The third site in Williamsburg’s Historic Triangle is Yorktown Battlefield National Park, the site of the last battle of the Revolutionary War.
This day we had the best weather of all of our time in the south. It was mid-70s, wind blowing in off of Chesapeake Bay and no humidity.
Although, the finally treaty wouldn’t be signed for almost two years after this battle. The September, 1781 battle at Yorktown and the surrender of General Cornwallis is the last battle of the Revolutionary War.
When we first arrived at the Yorktown National Park we watched the Orientation film. It is always a good idea to start any National Park visit with the orientation film. These films explain why this park is important and where the more important sites to see are located. As the film ended there was a Ranger interruptive walk beginning so we decided to join the 45 minute walk. We seldom go to Ranger Walks or Ranger Hikes anymore due to budget cuts there aren’t as many as there use to be and the ones that are still on the schedule tend to be very crowded. This Ranger walk was quite full but not too bad. The Ranger must have been a retired History Professor. Our “45 minute” Ranger Walk went half an hour overtime and not one person left before the end. The Ranger was quite fascinating, brought us all up to par with our history lesson for the day. He explained that if it hadn’t been for the French and General Lafayette, we would all still be English citizens!
Here is this group of colonists standing up to the King of England, with the strongest Army and Navy in the world! What were these colonists thinking? How could we win against a force like that?! Since the French had been fighting against the English, they were all too happy to help us fight them as well!

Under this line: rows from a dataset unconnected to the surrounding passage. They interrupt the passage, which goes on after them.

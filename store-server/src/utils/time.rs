//! 时间工具函数 — 业务时区转换
//!
//! 所有日期→时间戳转换统一在 API handler 层完成，
//! repository 层只接收 `i64` Unix millis。

use chrono::NaiveDate;
use chrono_tz::Tz;

use super::{AppError, AppResult};

/// 解析日期字符串 (YYYY-MM-DD)
pub fn parse_date(date: &str) -> AppResult<NaiveDate> {
    NaiveDate::parse_from_str(date, "%Y-%m-%d")
        .map_err(|_| AppError::validation(format!("Invalid date format: {}", date)))
}

/// 日期 + 时分秒 → Unix millis (业务时区)
///
/// DST gap fallback: 如果本地时间不存在 (夏令时跳跃)，fallback 到 UTC。
pub fn date_hms_to_millis(date: NaiveDate, hour: u32, min: u32, sec: u32, tz: Tz) -> i64 {
    let naive = date.and_hms_opt(hour, min, sec).unwrap();
    naive
        .and_local_timezone(tz)
        .latest()
        .map(|dt| dt.timestamp_millis())
        .unwrap_or_else(|| naive.and_utc().timestamp_millis())
}

/// 日期开始 (00:00:00) → Unix millis (业务时区)
pub fn day_start_millis(date: NaiveDate, tz: Tz) -> i64 {
    date_hms_to_millis(date, 0, 0, 0, tz)
}

/// 日期结束 → 次日 00:00:00 的 Unix millis (业务时区)
///
/// 返回次日零点时间戳，调用方使用 `< end` (不含) 语义。
pub fn day_end_millis(date: NaiveDate, tz: Tz) -> i64 {
    let next_day = date.succ_opt().unwrap_or(date);
    date_hms_to_millis(next_day, 0, 0, 0, tz)
}
//! Address Repository

use super::RepoResult;
use shared::models::Address;
use sqlx::SqlitePool;

const ADDRESS_SELECT: &str = "SELECT id, user_id, full_name, phone, line1, line2, city, state, postal_code, country, created_at, updated_at FROM address";

pub async fn find_by_id(pool: &SqlitePool, id: i64) -> RepoResult<Option<Address>> {
    let row = sqlx::query_as::<_, Address>(&format!("{ADDRESS_SELECT} WHERE id = ?"))
        .bind(id)
        .fetch_optional(pool)
        .await?;
    Ok(row)
}
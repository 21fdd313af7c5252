//! Data models
//!
//! Shared between store-server and frontend (via API).
//! DB row types use `#[cfg_attr(feature = "db", derive(sqlx::FromRow))]`.
//! All IDs are `i64` (SQLite INTEGER PRIMARY KEY), all timestamps are
//! Unix millis, all money values are f64 rounded to 2 decimal places.

pub mod address;
pub mod order;
pub mod product;
pub mod user;

// Re-exports
pub use address::*;
pub use order::*;
pub use product::*;
pub use user::*;
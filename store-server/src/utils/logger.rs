//! Logging Infrastructure
//!
//! Structured logging setup with support for both development and production environments.

use std::path::Path;

/// Initialize the logger
pub fn init_logger() {
    init_logger_with_file(None, None, None);
}

/// Initialize the logger with optional file output
pub fn init_logger_with_file(log_level: Option<&str>, _json: Option<bool>, log_dir: Option<&str>) {
    let level = log_level.unwrap_or("info");

    let subscriber = tracing_subscriber::fmt()
        .with_max_level(level.parse().unwrap_or(tracing::Level::INFO))
        .with_file(false)
        .with_line_number(false)
        .with_thread_ids(false)
        .with_target(false);

    // Add file output if log_dir is provided
    if let Some(dir) = log_dir {
        let log_path = Path::new(dir);
        if log_path.exists()
            && let Some(dir_str) = log_path.to_str()
        {
            let file_appender = tracing_appender::rolling::daily(dir_str, "store-server");
            subscriber.with_writer(file_appender).init();
            return;
        }
    }

    subscriber.init();
}
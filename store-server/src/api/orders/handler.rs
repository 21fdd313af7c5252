//! Order API Handlers
//!
//! Handler 只做参数提取和响应包装，业务逻辑在 [`crate::orders::service`]。

use axum::{
    Json,
    extract::{Extension, Path, Query, State},
};

use crate::auth::CurrentUser;
use crate::core::ServerState;
use crate::orders::service;
use crate::utils::{AppResponse, AppResult, ok_with_message};
use shared::models::{
    CancelOrderRequest, Order, OrderCreateRequest, OrderDetail, OrderListQuery, OrderStats,
    OrderStatsQuery, OrderUpdate,
};

/// POST /api/orders - 创建订单
pub async fn create(
    State(state): State<ServerState>,
    Extension(current_user): Extension<CurrentUser>,
    Json(payload): Json<OrderCreateRequest>,
) -> AppResult<Json<OrderDetail>> {
    let detail = service::create_order(&state, &current_user, &payload).await?;
    Ok(Json(detail))
}

/// GET /api/orders - 订单列表（普通用户只能看到自己的）
pub async fn list(
    State(state): State<ServerState>,
    Extension(current_user): Extension<CurrentUser>,
    Query(query): Query<OrderListQuery>,
) -> AppResult<Json<Vec<Order>>> {
    let orders = service::list_orders(&state, &current_user, &query).await?;
    Ok(Json(orders))
}

/// GET /api/orders/stats - 订单统计（管理员全局或按用户，普通用户仅自己）
pub async fn stats(
    State(state): State<ServerState>,
    Extension(current_user): Extension<CurrentUser>,
    Query(query): Query<OrderStatsQuery>,
) -> AppResult<Json<OrderStats>> {
    let stats = service::order_stats(&state, &current_user, query.user_id).await?;
    Ok(Json(stats))
}

/// GET /api/orders/:id - 获取订单详情（含明细和状态时间线）
pub async fn get_by_id(
    State(state): State<ServerState>,
    Extension(current_user): Extension<CurrentUser>,
    Path(id): Path<i64>,
) -> AppResult<Json<OrderDetail>> {
    let detail = service::get_order(&state, &current_user, id).await?;
    Ok(Json(detail))
}

/// PUT /api/orders/:id - 更新订单（管理员；status 走状态机）
pub async fn update(
    State(state): State<ServerState>,
    Extension(current_user): Extension<CurrentUser>,
    Path(id): Path<i64>,
    Json(payload): Json<OrderUpdate>,
) -> AppResult<Json<OrderDetail>> {
    let detail = service::update_order(&state, &current_user, id, &payload).await?;
    Ok(Json(detail))
}

/// POST /api/orders/:id/cancel - 取消订单（恢复库存并标记退款）
///
/// 请求体可省略；带 `reason` 时记入状态历史。
pub async fn cancel(
    State(state): State<ServerState>,
    Extension(current_user): Extension<CurrentUser>,
    Path(id): Path<i64>,
    payload: Option<Json<CancelOrderRequest>>,
) -> AppResult<Json<AppResponse<OrderDetail>>> {
    let reason = payload.as_ref().and_then(|p| p.reason.as_deref());
    let detail = service::cancel_order(&state, &current_user, id, reason).await?;
    Ok(ok_with_message(detail, "Order cancelled"))
}
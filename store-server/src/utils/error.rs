//! 统一错误处理
//!
//! 提供应用级错误类型和响应结构：
//! - [`AppError`] - 应用错误枚举
//! - [`AppResponse`] - API 响应结构
//!
//! # 错误码规范
//!
//! | 前缀 | 分类 | 示例 |
//! |------|------|------|
//! | E0xxx | 业务/请求错误 | E0003 资源不存在, E0005 库存不足 |
//! | E2xxx | 权限错误 | E2001 无权限 |
//! | E3xxx | 身份错误 | E3001 缺少身份 |
//! | E9xxx | 系统错误 | E9002 数据库错误, E9003 存储繁忙 |
//!
//! # 使用示例
//!
//! ```ignore
//! // 返回错误
//! Err(AppError::not_found("Order 42 not found"))
//!
//! // 返回成功响应
//! Ok(ok(data))
//! ```

use axum::{
    Json,
    http::StatusCode,
    response::{IntoResponse, Response},
};
use serde::Serialize;
use tracing::{error, warn};

use crate::db::repository::RepoError;
use shared::models::OrderStatus;

/// Result type for handlers and services
pub type AppResult<T> = Result<T, AppError>;

/// API 统一响应结构
///
/// ```json
/// {
///   "code": "E0000",
///   "message": "Success",
///   "data": { ... }
/// }
/// ```
#[derive(Debug, Serialize)]
pub struct AppResponse<T> {
    /// 错误码 (E0000 表示成功)
    pub code: String,
    /// 消息
    pub message: String,
    /// 响应数据
    #[serde(skip_serializing_if = "Option::is_none")]
    pub data: Option<T>,
    /// 追踪 ID (可选)
    #[serde(skip_serializing_if = "Option::is_none")]
    pub trace_id: Option<String>,
}

/// 应用错误枚举
///
/// # 错误分类
///
/// | 分类 | 说明 |
/// |------|------|
/// | 身份/权限错误 | 缺少网关身份、越权访问 |
/// | 业务逻辑错误 | 资源不存在、校验失败、库存不足、非法状态变更 |
/// | 系统错误 | 数据库错误、存储繁忙 (可重试)、内部错误 |
#[derive(Debug, thiserror::Error)]
pub enum AppError {
    // ========== 身份/权限错误 (401/403) ==========
    #[error("Identity required")]
    /// 缺少网关身份头 (401)
    Unauthorized,

    #[error("Permission denied: {0}")]
    /// 无权限 (403)
    Forbidden(String),

    // ========== 业务逻辑错误 (4xx) ==========
    #[error("Resource not found: {0}")]
    /// 资源不存在 (404)
    NotFound(String),

    #[error("Resource already exists: {0}")]
    /// 资源冲突 (409) - 订单号撞车等, 可重试
    Conflict(String),

    #[error("Validation failed: {0}")]
    /// 校验失败 (400)
    Validation(String),

    #[error("Invalid request: {0}")]
    /// 无效请求 (400) - 规格不匹配等
    Invalid(String),

    #[error("Insufficient stock for {product}: requested {requested}, available {available}")]
    /// 库存不足 (422)
    InsufficientStock {
        product: String,
        requested: i64,
        available: i64,
    },

    #[error("Invalid status transition: {from} -> {to}")]
    /// 非法状态变更 (422)
    InvalidTransition { from: OrderStatus, to: OrderStatus },

    #[error("Invalid operation: {0}")]
    /// 当前状态不允许该操作 (422)
    InvalidOperation(String),

    // ========== 系统错误 (5xx) ==========
    #[error("Storage busy: {0}")]
    /// 存储争用/超时 (503) - 客户端可重试
    Busy(String),

    #[error("Database error: {0}")]
    /// 数据库错误 (500)
    Database(String),

    #[error("Internal server error: {0}")]
    /// 内部错误 (500)
    Internal(String),
}

impl IntoResponse for AppError {
    fn into_response(self) -> Response {
        let (status, code, message) = match &self {
            // Identity errors (401)
            AppError::Unauthorized => (
                StatusCode::UNAUTHORIZED,
                "E3001",
                "Identity required".to_string(),
            ),

            // Authorization errors (403)
            AppError::Forbidden(msg) => (StatusCode::FORBIDDEN, "E2001", msg.clone()),

            // Not found (404)
            AppError::NotFound(msg) => (StatusCode::NOT_FOUND, "E0003", msg.clone()),

            // Conflict (409)
            AppError::Conflict(msg) => (StatusCode::CONFLICT, "E0004", msg.clone()),

            // Validation (400)
            AppError::Validation(msg) => (StatusCode::BAD_REQUEST, "E0002", msg.clone()),

            // Invalid request (400)
            AppError::Invalid(msg) => (StatusCode::BAD_REQUEST, "E0006", msg.clone()),

            // Business rules (422)
            AppError::InsufficientStock { .. } => {
                (StatusCode::UNPROCESSABLE_ENTITY, "E0005", self.to_string())
            }
            AppError::InvalidTransition { .. } => {
                (StatusCode::UNPROCESSABLE_ENTITY, "E0007", self.to_string())
            }
            AppError::InvalidOperation(msg) => {
                (StatusCode::UNPROCESSABLE_ENTITY, "E0008", msg.clone())
            }

            // Storage contention (503, retryable)
            AppError::Busy(msg) => {
                warn!(target: "database", error = %msg, "Storage busy");
                (
                    StatusCode::SERVICE_UNAVAILABLE,
                    "E9003",
                    "Storage busy, please retry".to_string(),
                )
            }

            // Database errors (500)
            AppError::Database(msg) => {
                error!(target: "database", error = %msg, "Database error occurred");
                (
                    StatusCode::INTERNAL_SERVER_ERROR,
                    "E9002",
                    "Database error".to_string(),
                )
            }

            // Internal errors (500)
            AppError::Internal(msg) => {
                error!(target: "internal", error = %msg, "Internal error occurred");
                (
                    StatusCode::INTERNAL_SERVER_ERROR,
                    "E9001",
                    "Internal server error".to_string(),
                )
            }
        };

        let body = Json(AppResponse::<()> {
            code: code.to_string(),
            message,
            data: None,
            trace_id: None,
        });

        (status, body).into_response()
    }
}

impl From<RepoError> for AppError {
    fn from(e: RepoError) -> Self {
        match e {
            RepoError::NotFound(msg) => AppError::NotFound(msg),
            RepoError::Duplicate(msg) => AppError::Conflict(msg),
            RepoError::Busy(msg) => AppError::Busy(msg),
            RepoError::Validation(msg) => AppError::Validation(msg),
            RepoError::Database(msg) => AppError::Database(msg),
        }
    }
}

// ========== Helper Constructors ==========

impl AppError {
    pub fn unauthorized() -> Self {
        Self::Unauthorized
    }

    pub fn forbidden(msg: impl Into<String>) -> Self {
        Self::Forbidden(msg.into())
    }

    pub fn not_found(msg: impl Into<String>) -> Self {
        Self::NotFound(msg.into())
    }

    pub fn conflict(msg: impl Into<String>) -> Self {
        Self::Conflict(msg.into())
    }

    pub fn validation(msg: impl Into<String>) -> Self {
        Self::Validation(msg.into())
    }

    pub fn invalid(msg: impl Into<String>) -> Self {
        Self::Invalid(msg.into())
    }

    pub fn insufficient_stock(product: impl Into<String>, requested: i64, available: i64) -> Self {
        Self::InsufficientStock {
            product: product.into(),
            requested,
            available,
        }
    }

    pub fn invalid_transition(from: OrderStatus, to: OrderStatus) -> Self {
        Self::InvalidTransition { from, to }
    }

    pub fn invalid_operation(msg: impl Into<String>) -> Self {
        Self::InvalidOperation(msg.into())
    }

    pub fn busy(msg: impl Into<String>) -> Self {
        Self::Busy(msg.into())
    }

    pub fn database(msg: impl Into<String>) -> Self {
        Self::Database(msg.into())
    }

    pub fn internal(msg: impl Into<String>) -> Self {
        Self::Internal(msg.into())
    }
}

// ========== Helper functions ==========

/// Create a successful response
pub fn ok<T: Serialize>(data: T) -> Json<AppResponse<T>> {
    Json(AppResponse {
        code: "E0000".to_string(),
        message: "Success".to_string(),
        data: Some(data),
        trace_id: None,
    })
}

/// Create a successful response with custom message
pub fn ok_with_message<T: Serialize>(data: T, message: impl Into<String>) -> Json<AppResponse<T>> {
    Json(AppResponse {
        code: "E0000".to_string(),
        message: message.into(),
        data: Some(data),
        trace_id: None,
    })
}
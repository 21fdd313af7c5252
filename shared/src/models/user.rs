//! User Role
//!
//! Accounts live in the upstream account service. The order core only
//! sees the numeric user id plus the role installed by the gateway, so
//! no user row type exists here.

use serde::{Deserialize, Serialize};

/// Role of the requesting user (from the `x-user-role` gateway header)
#[derive(Debug, Clone, Copy, PartialEq, Eq, Serialize, Deserialize)]
#[serde(rename_all = "SCREAMING_SNAKE_CASE")]
pub enum UserRole {
    Admin,
    Customer,
}

impl UserRole {
    pub fn as_str(&self) -> &'static str {
        match self {
            UserRole::Admin => "ADMIN",
            UserRole::Customer => "CUSTOMER",
        }
    }

    pub fn is_admin(&self) -> bool {
        matches!(self, UserRole::Admin)
    }
}

impl std::str::FromStr for UserRole {
    type Err = String;

    fn from_str(s: &str) -> Result<Self, Self::Err> {
        match s.to_ascii_uppercase().as_str() {
            "ADMIN" => Ok(UserRole::Admin),
            "CUSTOMER" => Ok(UserRole::Customer),
            other => Err(format!("unknown role: {other}")),
        }
    }
}

impl std::fmt::Display for UserRole {
    fn fmt(&self, f: &mut std::fmt::Formatter<'_>) -> std::fmt::Result {
        f.write_str(self.as_str())
    }
}
//! Order Validation
//!
//! Everything that must hold before a single write happens: request
//! shape, address ownership, product/variant resolution, and the stock
//! precheck. The stock number seen here is advisory; the authoritative
//! check is the conditional decrement at write time.

use crate::db::repository::{address, product};
use crate::utils::validation::{
    MAX_LINE_ITEMS, MAX_NOTE_LEN, MAX_SHORT_TEXT_LEN, validate_money, validate_optional_text,
    validate_quantity,
};
use crate::utils::{AppError, AppResult};
use shared::models::{
    OrderCreateRequest, OrderItemRequest, OrderUpdate, ProductVariant, ProductWithBrand,
};
use sqlx::SqlitePool;

/// One requested line resolved against the catalog, ready for pricing
/// and snapshotting.
#[derive(Debug, Clone)]
pub struct ResolvedLine {
    pub product: ProductWithBrand,
    pub variant: ProductVariant,
    pub quantity: i64,
}

/// Shape checks only; nothing here touches the database.
pub fn validate_request(req: &OrderCreateRequest) -> AppResult<()> {
    if req.items.is_empty() {
        return Err(AppError::validation("Order must contain at least one item"));
    }
    if req.items.len() > MAX_LINE_ITEMS {
        return Err(AppError::validation(format!(
            "Order cannot exceed {MAX_LINE_ITEMS} line items"
        )));
    }
    for item in &req.items {
        validate_quantity(item.quantity)?;
        validate_optional_text(item.color.as_deref(), "color", MAX_SHORT_TEXT_LEN)?;
        validate_optional_text(item.size.as_deref(), "size", MAX_SHORT_TEXT_LEN)?;
    }
    if let Some(shipping_cost) = req.shipping_cost {
        validate_money(shipping_cost, "shipping_cost")?;
    }
    if let Some(discount) = req.discount_amount {
        validate_money(discount, "discount_amount")?;
    }
    validate_optional_text(req.payment_method.as_deref(), "payment_method", MAX_SHORT_TEXT_LEN)?;
    validate_optional_text(req.notes.as_deref(), "notes", MAX_NOTE_LEN)?;
    Ok(())
}

/// Shape checks for the admin patch payload.
pub fn validate_update(data: &OrderUpdate) -> AppResult<()> {
    validate_optional_text(data.status_note.as_deref(), "status_note", MAX_NOTE_LEN)?;
    validate_optional_text(
        data.payment_method.as_deref(),
        "payment_method",
        MAX_SHORT_TEXT_LEN,
    )?;
    validate_optional_text(
        data.payment_transaction_id.as_deref(),
        "payment_transaction_id",
        MAX_SHORT_TEXT_LEN,
    )?;
    validate_optional_text(
        data.tracking_number.as_deref(),
        "tracking_number",
        MAX_SHORT_TEXT_LEN,
    )?;
    validate_optional_text(data.notes.as_deref(), "notes", MAX_NOTE_LEN)?;
    Ok(())
}

/// Check shipping + billing address existence and ownership.
/// Returns the effective (shipping, billing) pair; billing falls back
/// to shipping when not supplied.
pub async fn validate_addresses(
    pool: &SqlitePool,
    user_id: i64,
    shipping_address_id: i64,
    billing_address_id: Option<i64>,
) -> AppResult<(i64, i64)> {
    check_address(pool, user_id, shipping_address_id, "Shipping").await?;
    let billing_id = match billing_address_id {
        Some(id) if id != shipping_address_id => {
            check_address(pool, user_id, id, "Billing").await?;
            id
        }
        Some(id) => id,
        None => shipping_address_id,
    };
    Ok((shipping_address_id, billing_id))
}

async fn check_address(pool: &SqlitePool, user_id: i64, id: i64, which: &str) -> AppResult<()> {
    let addr = address::find_by_id(pool, id)
        .await?
        .ok_or_else(|| AppError::not_found(format!("{which} address {id} not found")))?;
    // Ownerless addresses are shared (guest checkout); owned ones must
    // belong to the requester
    if let Some(owner) = addr.user_id
        && owner != user_id
    {
        return Err(AppError::forbidden(format!(
            "{which} address does not belong to you"
        )));
    }
    Ok(())
}

/// Resolve every requested line against the live catalog.
pub async fn resolve_items(
    pool: &SqlitePool,
    items: &[OrderItemRequest],
) -> AppResult<Vec<ResolvedLine>> {
    let mut resolved = Vec::with_capacity(items.len());
    for item in items {
        let line = resolve_item(pool, item).await?;
        resolved.push(line);
    }
    Ok(resolved)
}

async fn resolve_item(pool: &SqlitePool, item: &OrderItemRequest) -> AppResult<ResolvedLine> {
    let product = product::find_with_brand(pool, item.product_id)
        .await?
        .ok_or_else(|| AppError::not_found(format!("Product {} not found", item.product_id)))?;
    if !product.is_active {
        return Err(AppError::invalid(format!(
            "Product {} is not available",
            product.name
        )));
    }

    let variants = product::find_variants(pool, item.product_id).await?;
    let variant = match_variant(&variants, item.color.as_deref(), item.size.as_deref())
        .ok_or_else(|| {
            AppError::invalid(format!(
                "No variant of {} matches {}",
                product.name,
                describe_wanted(item)
            ))
        })?
        .clone();

    if variant.stock < item.quantity {
        return Err(AppError::insufficient_stock(
            &product.name,
            item.quantity,
            variant.stock,
        ));
    }

    Ok(ResolvedLine {
        product,
        variant,
        quantity: item.quantity,
    })
}

/// Variant matching rules:
/// - color + size → exact match on both
/// - color only → first variant of that color (any size)
/// - no color → only unambiguous for single-variant products
fn match_variant<'a>(
    variants: &'a [ProductVariant],
    color: Option<&str>,
    size: Option<&str>,
) -> Option<&'a ProductVariant> {
    match color {
        Some(color) => variants
            .iter()
            .find(|v| v.color == color && (size.is_none() || v.size.as_deref() == size)),
        None => match variants {
            [only] if size.is_none() || only.size.as_deref() == size => Some(only),
            _ => None,
        },
    }
}

fn describe_wanted(item: &OrderItemRequest) -> String {
    match (&item.color, &item.size) {
        (Some(color), Some(size)) => format!("{color}/{size}"),
        (Some(color), None) => color.clone(),
        (None, Some(size)) => format!("size {size}"),
        (None, None) => "the default variant".into(),
    }
}
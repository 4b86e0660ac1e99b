use glam::Vec3;

use crate::camera::CameraPose;
use crate::options::FocusOptions;
use crate::scene::Aabb;

/// Computes the camera pose that frames a focus target.
///
/// The camera sits at `center + offset * size` looking at `center`, where
/// `size` is the bounding-box diagonal. Scaling by the diagonal keeps the
/// target fully in view whatever its size.
#[derive(Debug, Clone, Copy, PartialEq)]
pub struct FocusFraming {
    /// Offset in multiples of the target size.
    pub offset: Vec3,
    /// Lower bound for the target size.
    pub min_size: f32,
}

impl Default for FocusFraming {
    fn default() -> Self {
        Self::from_options(&FocusOptions::default())
    }
}

impl FocusFraming {
    /// Framing taken from focus options.
    #[must_use]
    pub fn from_options(options: &FocusOptions) -> Self {
        Self {
            offset: Vec3::from_array(options.framing_offset),
            min_size: options.min_focus_size,
        }
    }

    /// Pose looking at the center of `bounds`.
    #[must_use]
    pub fn focus_pose(&self, bounds: &Aabb) -> CameraPose {
        let center = bounds.center();
        let diagonal = bounds.diagonal();
        let size = if diagonal.is_finite() {
            diagonal.max(self.min_size)
        } else {
            self.min_size
        };
        CameraPose::new(center + self.offset * size, center)
    }
}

General Cornwallis had been ordered by his superiors to go to Yorktown which had a good deepwater river where he and his men would be sent supplies, enforcements and if need be they would be picked up by British War ships and taken to New York. What the British had not planned on was the arrival of the French Fleet in the Chesapeake Bay and the addition of 3,000 French troops and cannons to arrive with the fleet. Washington marched his army from New York to Virginia and French General Rochambeau arrived with his army of 4,000 soldiers. General Cornwallis was now facing over 17,000 American and French soldiers against his 8,300 British soldiers.
The American and French armies formed siege lines and bombarded Cornwallis and his men day and night with cannon fire.
Part of the siege line
British defensive line
The British Fleet sent to aid Cornwallis was defeated by the French Fleet at the mouth of the Chesapeake Bay and it returned to New York. With the American cannons only 400 yards from his positions and no hope of rescue from the fleet, Cornwallis surrendered. General Cornwallis had to surrender his sword here and lay down arms before General Washington!
As a side note: Later when we visited the Smithsonian Museum in Washington, DC, we had the pleasure of actually seeing Cornwallis’ sword on display. History came alive at that moment!
I have always wondered why the British just gave up the 13 colonies after losing this one battle. The National Park Service sums it up this way: “Though the British still had 26,000 troops in North America after Yorktown, their resolve to win the war was nothing like it had been before Yorktown. The war had been lengthy and costly. Replacing Cornwallis' captured army was a questionable proposition, particularly because the British also were engaged in military struggles in India, Gibraltar, the West Indies and Ireland. Thus, the British Parliament in March 1782 passes a resolution saying the British should not continue the war against the United States. Later that year, commissioners of the United States and Great Britain signed provisional articles of peace. In September 1783, the final treaty was signed which ended the war and acknowledged American independence.”
The original Moore House where the terms of surrender were worked out.
Inside the Moore House
I think this monument is proof that Congress never changes. When news of the victory at Yorktown reached the Continental Congress in Philadelphia they immediately passed a bill to have a monument erected to mark the occasion. This is that monument it wasn’t built until 100 years after the battle!
After visiting the Yorktown Battlefield, we went into the town of Yorktown. We had a wonderful lunch along the waterfront at Nick’s River Walk Restaurant. ! The restaurant is right next to Pullman Bridge that takes you over to Gloucester. We watched as a pirate ship went sailing by, giving tourists a sail about the bay. It was a gorgeous day with a breeze coming off the water, making it at least 15 degrees cooler than back at camp!